Preparations are going well. Sepp is currently riding (and may have won, by the time you read this) the Vuelta a Burgos, which is a one-week stage race in, um, Burgos, which I guess is somewhere in Spain? My knowledge of Spanish geography is absolutely for shit, though I’m trying to rectify that by playing as Republican Spain in Hearts of Iron IV.1 No pasarán, and so forth.
Vuelta a Burgos has a crowded field—so much so that there are two Ecuadorian riders named Jefferson A. Cepeda in the top 20 on GC—but it’s no surprise that Sepp is beating wholesale ass on an 11 kilometer, 5.5% climb. He also, crucially, held onto the race lead in the following day’s individual time trial. Jay Vine of UAE Team Emirates won the ITT—his first win since the carnage at the Tour of the Basque Country. I believe Vine is the last major rider from that casualty list to return to action, so hopefully we can put that nightmare behind us.
Kuss ended up 15th on the stage, 43 seconds behind Vine, but that was enough to maintain the leader’s jersey. And APPARENTLY he got help from a camera motorbike that gave him less breathing room than it did Max Poole, who finished the stage just five seconds behind Kuss on GC. To which I say: Skill issue. Cry about it. USA! USA! USA!
And speaking of USA! USA! USA! Chloe Dygert and Kristen Faulkner were back at it on the track in the Olympic women’s team pursuit competition where, to nobody’s particular surprise, the Americans took gold, giving Faulkner two in the span of a week and Dygert one of each color medal for her career.

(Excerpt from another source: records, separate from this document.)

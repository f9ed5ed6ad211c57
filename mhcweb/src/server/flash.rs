//! One-shot warning messages carried across a redirect in the query string.

use actix_web::{http::header, HttpResponse};

pub const WARNING_PARAM: &str = "warning";

/// The path of the input form with `messages` attached.
pub fn location_with_warnings(messages: &[String]) -> String {
    if messages.is_empty() {
        return "/".to_string();
    }

    let params: Vec<String> = messages
        .iter()
        .map(|m| format!("{WARNING_PARAM}={}", urlencoding::encode(m)))
        .collect();

    format!("/?{}", params.join("&"))
}

/// Send the user back to the input form, showing `messages` there.
pub fn redirect_with_warnings(messages: &[String]) -> HttpResponse {
    HttpResponse::SeeOther()
        .insert_header((header::LOCATION, location_with_warnings(messages)))
        .finish()
}

/// Every `warning` parameter in `query`, decoded, in order.
pub fn warnings_from_query(query: &str) -> Vec<String> {
    query
        .split('&')
        .filter_map(|pair| pair.split_once('='))
        .filter(|(key, _)| *key == WARNING_PARAM)
        .filter_map(|(_, value)| {
            urlencoding::decode(&value.replace('+', " "))
                .ok()
                .map(|v| v.into_owned())
        })
        .filter(|v| !v.is_empty())
        .collect()
}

Track cycling can be, in my opinion, a little monotonous but both medal round races were pretty wild. Plus you’ll recognize a few of the names if you follow road racing. In the bronze medal race, the Italian team—led by Elisa Balsamo2—jumped out to a huge lead more than halfway through the race before completely imploding to hand Great Britain the bronze.

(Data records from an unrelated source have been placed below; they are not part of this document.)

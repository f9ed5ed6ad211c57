use crate::error::{Notice, Notices, PredictorError};
use crate::predictor::Predictor;
use crate::structs::PredictionRecord;
use crate::validate::check_validity;

/// At most this many excluded peptides are listed in the exclusion notice.
pub const MAX_EXCLUDED_SHOWN: usize = 100;

/// Excluded peptides longer than this are shortened in the notice.
pub const MAX_EXCLUDED_SHOWN_CHARS: usize = 20;

/// `peptide`, cut to [`MAX_EXCLUDED_SHOWN_CHARS`] characters with a trailing `…`.
fn shorten_for_notice(peptide: &str) -> String {
    match peptide.char_indices().nth(MAX_EXCLUDED_SHOWN_CHARS) {
        Some((end, _)) => format!("{}…", &peptide[..end]),
        None => peptide.to_string(),
    }
}

/// Validate `peptides` and predict the survivors against `alleles`.
///
/// Returns `Ok(None)` when there is nothing to predict. Excluded
/// peptides are reported through `notices`, not in the return value.
pub fn predict_peptides(
    predictor: &dyn Predictor,
    peptides: &[String],
    alleles: &[String],
    notices: &mut Notices,
) -> Result<Option<Vec<PredictionRecord>>, PredictorError> {
    if peptides.is_empty() {
        return Ok(None);
    }

    let lengths = predictor.supported_peptide_lengths();
    let flags = check_validity(peptides, lengths.min, lengths.max);

    let (valid, invalid): (Vec<_>, Vec<_>) = peptides
        .iter()
        .zip(flags)
        .partition(|(_, is_valid)| *is_valid);

    if !invalid.is_empty() {
        notices.push(Notice::Excluded {
            total: invalid.len(),
            shown: invalid
                .iter()
                .take(MAX_EXCLUDED_SHOWN)
                .map(|(p, _)| shorten_for_notice(p))
                .collect(),
        });
    }

    let valid: Vec<String> = valid.into_iter().map(|(p, _)| p.clone()).collect();
    if valid.is_empty() {
        return Ok(None);
    }

    predictor.predict(&valid, alleles).map(Some)
}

For the most part, the gold medal race followed a familiar script. I haven’t watched Dygert on the track much, but I’m pretty sure the same thing has happened every time I’ve seen her race: She comes out of the gate setting a blistering pace, while an announcer with an Aussie or Kiwi accent sounds completely baffled that she’s started so hot. Surely she can’t keep up this pace for the entire four-minute race, then of course she does.
This time, Team USA built a big lead over New Zealand34 in the first two-thirds of the race, but then Dygert got on the front and actually rode Faulkner and Lily Williams off her wheel. That’s problematic because the team pursuit is scored like a team time trial: Four riders start, and the clock stops when the third one crosses the line. So when Dygert separated from Faulkner and Williams, she caused all three of them to slow down and allowed New Zealand to scrub away about a second from Team USA’s lead.
Ultimately, the goodguys held on to win by about six tenths of a second, and now Kristen Faulkner is one of the breakout stars of these Olympics. Lester Holt interviewed her on the NBC Nightly News tonight. What a wild week this must’ve been.